→ ASSIGNMENT:
Each line in the entries below that holds the string "replacement" must be copied.

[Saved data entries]
★ ★ ★ ★ ★
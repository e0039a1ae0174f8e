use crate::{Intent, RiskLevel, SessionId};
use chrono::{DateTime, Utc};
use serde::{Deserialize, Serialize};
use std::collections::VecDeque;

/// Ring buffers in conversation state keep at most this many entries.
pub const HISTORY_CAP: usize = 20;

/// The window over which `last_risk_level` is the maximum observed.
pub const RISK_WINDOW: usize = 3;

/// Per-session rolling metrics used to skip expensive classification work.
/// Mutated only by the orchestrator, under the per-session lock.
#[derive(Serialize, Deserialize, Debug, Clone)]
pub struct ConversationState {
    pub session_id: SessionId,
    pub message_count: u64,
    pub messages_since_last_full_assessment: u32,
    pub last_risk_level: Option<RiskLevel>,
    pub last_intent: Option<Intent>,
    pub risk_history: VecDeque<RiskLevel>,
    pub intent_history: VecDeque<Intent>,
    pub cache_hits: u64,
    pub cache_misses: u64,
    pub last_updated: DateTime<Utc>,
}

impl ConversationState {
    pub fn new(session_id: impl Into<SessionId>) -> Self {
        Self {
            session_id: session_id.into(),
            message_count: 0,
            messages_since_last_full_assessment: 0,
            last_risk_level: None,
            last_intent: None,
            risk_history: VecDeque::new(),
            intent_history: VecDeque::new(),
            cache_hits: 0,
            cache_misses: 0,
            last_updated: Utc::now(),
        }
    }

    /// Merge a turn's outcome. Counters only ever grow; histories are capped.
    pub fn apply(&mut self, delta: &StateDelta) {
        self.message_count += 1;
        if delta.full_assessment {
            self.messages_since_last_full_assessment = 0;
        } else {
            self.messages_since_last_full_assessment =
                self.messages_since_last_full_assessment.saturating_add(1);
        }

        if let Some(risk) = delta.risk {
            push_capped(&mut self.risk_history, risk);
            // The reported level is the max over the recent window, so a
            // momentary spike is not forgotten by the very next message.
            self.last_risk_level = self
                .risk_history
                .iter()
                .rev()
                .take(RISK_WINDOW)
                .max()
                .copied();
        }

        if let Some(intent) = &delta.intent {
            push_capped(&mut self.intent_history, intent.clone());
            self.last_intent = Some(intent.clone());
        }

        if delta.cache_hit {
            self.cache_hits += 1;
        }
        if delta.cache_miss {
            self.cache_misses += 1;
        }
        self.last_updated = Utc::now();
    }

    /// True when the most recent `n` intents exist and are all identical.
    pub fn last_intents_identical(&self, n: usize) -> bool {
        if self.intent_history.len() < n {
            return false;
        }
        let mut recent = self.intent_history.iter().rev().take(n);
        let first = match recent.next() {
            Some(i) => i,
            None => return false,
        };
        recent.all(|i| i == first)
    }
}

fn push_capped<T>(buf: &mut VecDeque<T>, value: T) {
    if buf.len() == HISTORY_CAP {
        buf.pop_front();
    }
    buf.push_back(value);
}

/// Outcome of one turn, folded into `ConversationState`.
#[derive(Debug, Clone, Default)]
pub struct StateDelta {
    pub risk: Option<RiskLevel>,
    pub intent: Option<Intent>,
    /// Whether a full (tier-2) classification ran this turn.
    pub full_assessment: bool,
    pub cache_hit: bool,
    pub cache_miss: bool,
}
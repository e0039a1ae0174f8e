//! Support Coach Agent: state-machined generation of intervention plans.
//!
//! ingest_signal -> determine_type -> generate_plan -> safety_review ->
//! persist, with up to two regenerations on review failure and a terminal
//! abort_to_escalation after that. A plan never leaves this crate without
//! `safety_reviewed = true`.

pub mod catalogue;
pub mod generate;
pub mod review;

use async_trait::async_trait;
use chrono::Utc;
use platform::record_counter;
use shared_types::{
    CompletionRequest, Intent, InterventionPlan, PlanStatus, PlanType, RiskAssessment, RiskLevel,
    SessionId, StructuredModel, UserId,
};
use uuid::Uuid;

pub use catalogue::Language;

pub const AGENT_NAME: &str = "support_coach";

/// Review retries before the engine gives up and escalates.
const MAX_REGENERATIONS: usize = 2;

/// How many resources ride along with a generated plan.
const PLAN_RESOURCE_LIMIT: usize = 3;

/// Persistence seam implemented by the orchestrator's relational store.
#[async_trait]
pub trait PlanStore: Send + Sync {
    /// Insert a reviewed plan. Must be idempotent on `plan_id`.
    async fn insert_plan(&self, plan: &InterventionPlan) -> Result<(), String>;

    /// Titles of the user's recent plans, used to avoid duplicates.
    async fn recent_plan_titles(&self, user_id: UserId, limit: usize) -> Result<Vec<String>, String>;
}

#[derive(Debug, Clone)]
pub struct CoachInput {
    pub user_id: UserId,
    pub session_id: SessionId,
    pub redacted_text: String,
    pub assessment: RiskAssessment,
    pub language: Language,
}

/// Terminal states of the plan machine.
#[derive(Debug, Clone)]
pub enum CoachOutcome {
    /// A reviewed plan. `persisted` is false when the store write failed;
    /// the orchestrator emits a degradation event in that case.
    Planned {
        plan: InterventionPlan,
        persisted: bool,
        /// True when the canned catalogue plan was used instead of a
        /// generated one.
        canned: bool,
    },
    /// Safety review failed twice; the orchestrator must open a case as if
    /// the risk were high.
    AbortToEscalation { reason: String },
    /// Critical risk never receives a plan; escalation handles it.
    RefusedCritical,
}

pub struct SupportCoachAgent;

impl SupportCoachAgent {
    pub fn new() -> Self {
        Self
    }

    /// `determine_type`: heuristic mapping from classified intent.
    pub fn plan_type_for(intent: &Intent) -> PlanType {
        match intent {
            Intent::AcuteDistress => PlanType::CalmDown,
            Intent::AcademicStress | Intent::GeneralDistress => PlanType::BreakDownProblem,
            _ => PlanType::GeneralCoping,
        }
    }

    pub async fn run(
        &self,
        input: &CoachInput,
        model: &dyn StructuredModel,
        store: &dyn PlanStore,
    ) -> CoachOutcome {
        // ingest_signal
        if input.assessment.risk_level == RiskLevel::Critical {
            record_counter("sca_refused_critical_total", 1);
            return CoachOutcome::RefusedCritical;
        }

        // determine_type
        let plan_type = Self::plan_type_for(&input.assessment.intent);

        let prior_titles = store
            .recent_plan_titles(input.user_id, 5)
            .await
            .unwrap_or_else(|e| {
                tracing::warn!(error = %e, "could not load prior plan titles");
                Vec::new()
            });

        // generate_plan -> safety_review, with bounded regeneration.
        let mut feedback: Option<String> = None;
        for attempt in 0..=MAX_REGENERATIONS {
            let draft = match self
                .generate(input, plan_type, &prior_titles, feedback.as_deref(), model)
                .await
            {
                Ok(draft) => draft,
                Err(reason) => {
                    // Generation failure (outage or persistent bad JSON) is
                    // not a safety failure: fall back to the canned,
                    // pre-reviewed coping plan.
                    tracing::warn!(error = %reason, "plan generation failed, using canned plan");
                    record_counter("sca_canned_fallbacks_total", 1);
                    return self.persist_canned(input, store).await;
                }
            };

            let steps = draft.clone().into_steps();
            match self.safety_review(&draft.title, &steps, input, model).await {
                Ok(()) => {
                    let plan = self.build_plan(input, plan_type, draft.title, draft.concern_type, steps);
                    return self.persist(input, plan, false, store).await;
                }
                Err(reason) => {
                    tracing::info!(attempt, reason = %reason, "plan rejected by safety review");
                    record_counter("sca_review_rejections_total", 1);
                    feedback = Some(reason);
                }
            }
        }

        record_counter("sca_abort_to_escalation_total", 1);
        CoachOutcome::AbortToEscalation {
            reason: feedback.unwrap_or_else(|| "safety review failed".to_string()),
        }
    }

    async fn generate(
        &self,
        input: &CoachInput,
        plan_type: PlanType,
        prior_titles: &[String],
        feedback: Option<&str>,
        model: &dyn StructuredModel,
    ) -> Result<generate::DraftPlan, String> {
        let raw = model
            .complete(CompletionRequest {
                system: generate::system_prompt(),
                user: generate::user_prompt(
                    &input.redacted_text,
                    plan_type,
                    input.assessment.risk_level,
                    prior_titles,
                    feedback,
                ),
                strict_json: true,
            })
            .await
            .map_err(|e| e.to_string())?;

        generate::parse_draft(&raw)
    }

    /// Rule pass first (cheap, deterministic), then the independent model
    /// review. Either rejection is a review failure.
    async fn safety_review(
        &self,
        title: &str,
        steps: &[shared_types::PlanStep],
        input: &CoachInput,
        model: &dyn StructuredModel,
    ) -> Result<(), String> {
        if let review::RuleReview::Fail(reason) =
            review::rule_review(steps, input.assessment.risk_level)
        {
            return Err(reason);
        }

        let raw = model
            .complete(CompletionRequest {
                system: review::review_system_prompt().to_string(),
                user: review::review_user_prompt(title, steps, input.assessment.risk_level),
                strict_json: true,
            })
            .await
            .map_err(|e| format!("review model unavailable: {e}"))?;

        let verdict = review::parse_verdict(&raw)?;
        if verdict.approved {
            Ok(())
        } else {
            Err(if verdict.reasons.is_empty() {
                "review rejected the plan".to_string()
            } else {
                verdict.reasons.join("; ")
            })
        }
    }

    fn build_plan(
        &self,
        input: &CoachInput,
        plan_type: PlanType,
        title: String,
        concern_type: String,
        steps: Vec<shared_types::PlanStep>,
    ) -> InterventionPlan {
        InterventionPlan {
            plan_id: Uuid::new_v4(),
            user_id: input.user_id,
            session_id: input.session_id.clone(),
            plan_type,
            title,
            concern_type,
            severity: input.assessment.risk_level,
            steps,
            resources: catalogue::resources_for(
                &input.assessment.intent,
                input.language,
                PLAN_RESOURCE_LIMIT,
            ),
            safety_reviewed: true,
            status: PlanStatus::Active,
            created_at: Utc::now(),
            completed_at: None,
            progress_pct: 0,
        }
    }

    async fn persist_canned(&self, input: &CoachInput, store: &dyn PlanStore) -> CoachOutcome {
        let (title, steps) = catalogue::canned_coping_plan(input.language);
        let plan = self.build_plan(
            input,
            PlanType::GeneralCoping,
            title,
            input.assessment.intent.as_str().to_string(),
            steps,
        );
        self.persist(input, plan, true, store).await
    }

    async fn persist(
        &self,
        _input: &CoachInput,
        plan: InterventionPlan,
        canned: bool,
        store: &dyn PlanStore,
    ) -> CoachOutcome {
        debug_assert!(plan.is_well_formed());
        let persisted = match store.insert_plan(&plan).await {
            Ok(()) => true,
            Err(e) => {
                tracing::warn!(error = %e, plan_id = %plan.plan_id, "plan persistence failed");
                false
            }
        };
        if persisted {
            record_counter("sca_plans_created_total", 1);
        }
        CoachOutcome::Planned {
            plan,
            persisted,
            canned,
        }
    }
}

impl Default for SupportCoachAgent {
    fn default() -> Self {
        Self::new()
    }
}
★ ★ ★ ★ ★
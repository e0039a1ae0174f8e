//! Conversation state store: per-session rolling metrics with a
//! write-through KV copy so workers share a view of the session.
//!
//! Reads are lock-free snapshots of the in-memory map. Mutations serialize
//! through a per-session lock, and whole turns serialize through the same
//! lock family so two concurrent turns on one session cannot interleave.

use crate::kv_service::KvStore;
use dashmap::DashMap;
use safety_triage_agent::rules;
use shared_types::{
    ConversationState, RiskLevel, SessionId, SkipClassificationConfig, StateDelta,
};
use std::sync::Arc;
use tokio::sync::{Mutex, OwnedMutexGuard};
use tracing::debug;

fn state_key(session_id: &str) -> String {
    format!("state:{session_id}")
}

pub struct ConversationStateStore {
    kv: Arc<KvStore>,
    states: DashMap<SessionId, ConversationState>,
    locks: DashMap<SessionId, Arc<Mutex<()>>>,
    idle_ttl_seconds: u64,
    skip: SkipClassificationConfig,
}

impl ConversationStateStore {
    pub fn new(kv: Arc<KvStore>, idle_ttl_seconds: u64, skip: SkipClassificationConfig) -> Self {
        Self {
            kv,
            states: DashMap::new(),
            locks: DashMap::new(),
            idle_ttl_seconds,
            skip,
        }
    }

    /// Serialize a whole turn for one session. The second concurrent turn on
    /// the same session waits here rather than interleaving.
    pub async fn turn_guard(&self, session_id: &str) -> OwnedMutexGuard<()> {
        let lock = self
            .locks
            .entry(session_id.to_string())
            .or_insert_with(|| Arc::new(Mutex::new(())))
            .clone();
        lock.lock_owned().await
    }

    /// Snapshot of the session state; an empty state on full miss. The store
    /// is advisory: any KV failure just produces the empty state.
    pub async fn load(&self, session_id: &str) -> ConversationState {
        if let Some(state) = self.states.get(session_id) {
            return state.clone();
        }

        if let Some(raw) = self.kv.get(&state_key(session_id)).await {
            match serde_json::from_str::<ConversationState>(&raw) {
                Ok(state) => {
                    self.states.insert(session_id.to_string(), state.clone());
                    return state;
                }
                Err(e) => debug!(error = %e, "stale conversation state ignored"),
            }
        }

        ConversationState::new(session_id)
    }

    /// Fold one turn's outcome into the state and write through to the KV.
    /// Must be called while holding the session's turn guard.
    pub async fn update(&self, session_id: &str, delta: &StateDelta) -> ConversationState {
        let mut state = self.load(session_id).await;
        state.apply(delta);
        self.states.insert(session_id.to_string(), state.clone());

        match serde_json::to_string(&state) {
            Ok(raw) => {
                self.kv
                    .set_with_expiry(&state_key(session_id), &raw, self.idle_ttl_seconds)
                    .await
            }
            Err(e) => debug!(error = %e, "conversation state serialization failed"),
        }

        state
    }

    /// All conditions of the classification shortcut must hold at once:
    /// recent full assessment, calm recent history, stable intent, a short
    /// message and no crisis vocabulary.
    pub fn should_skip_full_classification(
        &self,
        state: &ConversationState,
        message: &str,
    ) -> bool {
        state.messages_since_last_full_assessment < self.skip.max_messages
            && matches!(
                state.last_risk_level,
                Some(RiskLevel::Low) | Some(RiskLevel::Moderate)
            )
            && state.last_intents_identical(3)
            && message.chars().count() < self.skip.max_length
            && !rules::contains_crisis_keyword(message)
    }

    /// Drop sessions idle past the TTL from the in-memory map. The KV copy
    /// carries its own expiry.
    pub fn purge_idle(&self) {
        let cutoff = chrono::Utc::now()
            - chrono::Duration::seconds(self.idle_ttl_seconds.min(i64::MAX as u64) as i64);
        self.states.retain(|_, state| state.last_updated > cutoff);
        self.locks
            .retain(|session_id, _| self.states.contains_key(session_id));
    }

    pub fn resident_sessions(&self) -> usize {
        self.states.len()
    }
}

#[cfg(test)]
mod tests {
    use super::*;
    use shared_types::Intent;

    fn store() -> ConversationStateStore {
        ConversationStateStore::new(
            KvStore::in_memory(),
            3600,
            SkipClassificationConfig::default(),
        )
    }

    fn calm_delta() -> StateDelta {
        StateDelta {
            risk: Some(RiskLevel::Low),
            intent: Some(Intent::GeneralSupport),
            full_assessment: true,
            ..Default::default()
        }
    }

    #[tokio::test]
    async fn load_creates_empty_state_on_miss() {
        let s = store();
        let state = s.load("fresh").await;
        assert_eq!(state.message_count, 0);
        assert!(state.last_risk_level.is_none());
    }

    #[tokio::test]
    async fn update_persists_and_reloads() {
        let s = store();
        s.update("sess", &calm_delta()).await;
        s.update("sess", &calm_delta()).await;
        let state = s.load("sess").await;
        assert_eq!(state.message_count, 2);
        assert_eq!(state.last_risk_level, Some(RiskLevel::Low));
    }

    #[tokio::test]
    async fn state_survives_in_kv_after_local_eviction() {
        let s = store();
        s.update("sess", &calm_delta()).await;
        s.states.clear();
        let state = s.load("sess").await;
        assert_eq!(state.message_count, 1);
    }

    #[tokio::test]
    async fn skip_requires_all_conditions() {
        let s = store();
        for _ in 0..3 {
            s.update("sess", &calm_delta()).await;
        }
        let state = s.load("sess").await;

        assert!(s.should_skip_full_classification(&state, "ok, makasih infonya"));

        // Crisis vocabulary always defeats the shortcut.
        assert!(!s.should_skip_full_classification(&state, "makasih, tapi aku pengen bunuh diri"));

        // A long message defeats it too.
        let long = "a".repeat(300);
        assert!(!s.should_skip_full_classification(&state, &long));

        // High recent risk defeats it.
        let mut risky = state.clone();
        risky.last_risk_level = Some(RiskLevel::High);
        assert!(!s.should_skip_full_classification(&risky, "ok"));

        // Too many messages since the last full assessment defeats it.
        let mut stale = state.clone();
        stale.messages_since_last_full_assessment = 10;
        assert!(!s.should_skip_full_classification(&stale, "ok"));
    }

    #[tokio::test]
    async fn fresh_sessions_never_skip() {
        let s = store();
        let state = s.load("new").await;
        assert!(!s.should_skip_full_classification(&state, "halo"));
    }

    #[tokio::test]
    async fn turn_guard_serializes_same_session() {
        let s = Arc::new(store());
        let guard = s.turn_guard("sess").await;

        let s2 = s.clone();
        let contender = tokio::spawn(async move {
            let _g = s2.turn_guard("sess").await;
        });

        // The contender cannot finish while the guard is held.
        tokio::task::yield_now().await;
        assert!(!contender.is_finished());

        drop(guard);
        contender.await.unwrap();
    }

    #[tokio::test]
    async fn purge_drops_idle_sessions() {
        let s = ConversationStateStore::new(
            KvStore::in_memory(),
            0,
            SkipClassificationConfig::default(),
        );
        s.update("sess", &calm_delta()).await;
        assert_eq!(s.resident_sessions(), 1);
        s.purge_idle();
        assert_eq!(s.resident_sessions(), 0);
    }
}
★ ★ ★ ★ ★
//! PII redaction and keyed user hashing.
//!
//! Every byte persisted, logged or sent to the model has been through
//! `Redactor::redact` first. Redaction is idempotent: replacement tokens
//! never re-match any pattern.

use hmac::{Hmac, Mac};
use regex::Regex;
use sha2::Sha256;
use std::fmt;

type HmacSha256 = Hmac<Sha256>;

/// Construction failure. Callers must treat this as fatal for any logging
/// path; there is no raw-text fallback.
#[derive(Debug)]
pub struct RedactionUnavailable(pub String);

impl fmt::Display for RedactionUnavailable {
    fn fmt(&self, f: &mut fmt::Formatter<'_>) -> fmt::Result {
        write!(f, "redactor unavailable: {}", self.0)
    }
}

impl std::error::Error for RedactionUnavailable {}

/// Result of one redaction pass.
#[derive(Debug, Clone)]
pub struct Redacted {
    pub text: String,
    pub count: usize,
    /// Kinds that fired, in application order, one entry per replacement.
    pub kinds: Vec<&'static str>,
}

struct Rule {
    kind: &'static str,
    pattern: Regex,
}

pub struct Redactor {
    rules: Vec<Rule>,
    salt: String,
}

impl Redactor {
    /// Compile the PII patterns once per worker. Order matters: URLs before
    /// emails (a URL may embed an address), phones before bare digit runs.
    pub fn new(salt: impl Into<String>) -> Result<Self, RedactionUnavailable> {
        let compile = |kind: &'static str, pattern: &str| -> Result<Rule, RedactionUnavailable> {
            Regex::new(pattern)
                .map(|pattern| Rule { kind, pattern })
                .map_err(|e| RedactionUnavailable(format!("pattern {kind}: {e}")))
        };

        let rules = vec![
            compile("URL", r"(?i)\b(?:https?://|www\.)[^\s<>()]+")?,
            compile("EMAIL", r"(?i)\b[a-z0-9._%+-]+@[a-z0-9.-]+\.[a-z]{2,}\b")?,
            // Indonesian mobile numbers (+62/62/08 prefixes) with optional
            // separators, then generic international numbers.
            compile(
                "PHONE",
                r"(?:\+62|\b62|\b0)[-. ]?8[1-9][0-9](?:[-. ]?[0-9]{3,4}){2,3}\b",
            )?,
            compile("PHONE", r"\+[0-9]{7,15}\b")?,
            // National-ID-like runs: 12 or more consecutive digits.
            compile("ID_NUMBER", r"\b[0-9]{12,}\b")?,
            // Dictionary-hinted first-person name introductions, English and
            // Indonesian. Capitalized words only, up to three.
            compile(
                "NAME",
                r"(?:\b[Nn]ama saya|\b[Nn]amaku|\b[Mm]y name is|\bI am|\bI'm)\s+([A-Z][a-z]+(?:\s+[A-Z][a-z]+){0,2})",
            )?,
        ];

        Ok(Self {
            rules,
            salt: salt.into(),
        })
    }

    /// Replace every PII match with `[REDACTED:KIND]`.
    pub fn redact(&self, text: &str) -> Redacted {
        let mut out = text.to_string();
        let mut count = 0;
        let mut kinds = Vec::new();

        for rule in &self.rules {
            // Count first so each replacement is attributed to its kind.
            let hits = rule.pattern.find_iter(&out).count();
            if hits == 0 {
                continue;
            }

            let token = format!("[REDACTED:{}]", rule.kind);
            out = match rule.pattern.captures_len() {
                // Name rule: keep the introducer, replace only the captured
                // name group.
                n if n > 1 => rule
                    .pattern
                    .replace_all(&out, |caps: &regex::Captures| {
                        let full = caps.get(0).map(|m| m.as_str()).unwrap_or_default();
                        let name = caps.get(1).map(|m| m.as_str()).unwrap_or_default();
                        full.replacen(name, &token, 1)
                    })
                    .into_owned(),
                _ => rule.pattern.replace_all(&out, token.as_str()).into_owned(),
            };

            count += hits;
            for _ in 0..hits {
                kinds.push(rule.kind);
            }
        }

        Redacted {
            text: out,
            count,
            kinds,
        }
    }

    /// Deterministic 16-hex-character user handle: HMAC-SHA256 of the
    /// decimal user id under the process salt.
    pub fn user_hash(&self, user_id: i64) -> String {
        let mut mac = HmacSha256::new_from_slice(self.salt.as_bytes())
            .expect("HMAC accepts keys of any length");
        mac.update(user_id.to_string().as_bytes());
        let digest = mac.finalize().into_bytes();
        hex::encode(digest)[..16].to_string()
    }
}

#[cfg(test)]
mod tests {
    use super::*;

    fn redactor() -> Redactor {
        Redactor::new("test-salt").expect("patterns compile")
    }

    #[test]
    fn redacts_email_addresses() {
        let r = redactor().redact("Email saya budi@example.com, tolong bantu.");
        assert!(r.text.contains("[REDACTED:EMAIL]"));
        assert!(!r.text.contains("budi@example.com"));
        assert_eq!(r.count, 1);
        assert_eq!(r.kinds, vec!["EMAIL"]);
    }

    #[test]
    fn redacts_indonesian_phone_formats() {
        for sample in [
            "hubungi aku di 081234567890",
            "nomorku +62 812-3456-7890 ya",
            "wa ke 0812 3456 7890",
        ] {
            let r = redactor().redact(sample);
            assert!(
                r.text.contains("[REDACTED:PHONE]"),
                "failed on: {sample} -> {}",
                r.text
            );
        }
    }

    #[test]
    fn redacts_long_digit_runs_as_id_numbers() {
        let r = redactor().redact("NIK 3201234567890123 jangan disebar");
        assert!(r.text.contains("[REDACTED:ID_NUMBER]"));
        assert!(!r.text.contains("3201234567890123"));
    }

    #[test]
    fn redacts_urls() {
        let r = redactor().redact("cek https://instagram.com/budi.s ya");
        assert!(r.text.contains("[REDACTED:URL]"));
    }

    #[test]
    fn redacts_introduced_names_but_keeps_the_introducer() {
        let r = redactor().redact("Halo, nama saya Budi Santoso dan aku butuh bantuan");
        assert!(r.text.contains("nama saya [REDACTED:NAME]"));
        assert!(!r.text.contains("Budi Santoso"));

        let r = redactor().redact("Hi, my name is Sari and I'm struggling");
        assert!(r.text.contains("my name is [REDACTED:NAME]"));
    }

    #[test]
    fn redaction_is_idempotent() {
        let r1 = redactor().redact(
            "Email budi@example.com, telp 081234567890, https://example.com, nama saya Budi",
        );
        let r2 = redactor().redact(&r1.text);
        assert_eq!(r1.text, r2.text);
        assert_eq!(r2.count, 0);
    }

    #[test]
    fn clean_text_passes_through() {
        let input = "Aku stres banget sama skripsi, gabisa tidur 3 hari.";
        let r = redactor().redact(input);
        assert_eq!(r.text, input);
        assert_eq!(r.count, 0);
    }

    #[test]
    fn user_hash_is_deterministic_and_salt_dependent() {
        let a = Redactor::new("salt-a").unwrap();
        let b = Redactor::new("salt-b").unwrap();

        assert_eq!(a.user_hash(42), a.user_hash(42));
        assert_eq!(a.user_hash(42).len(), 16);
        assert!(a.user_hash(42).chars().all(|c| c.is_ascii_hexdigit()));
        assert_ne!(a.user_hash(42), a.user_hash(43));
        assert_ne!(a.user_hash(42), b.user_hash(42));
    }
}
★ ★ ★ ★ ★
→ ANSWER SPACE:
//! `Redactor::redact` first. Redaction is idempotent: replacement tokens
    /// Kinds that fired, in application order, one entry per replacement.
            // Count first so each replacement is attributed to its kind.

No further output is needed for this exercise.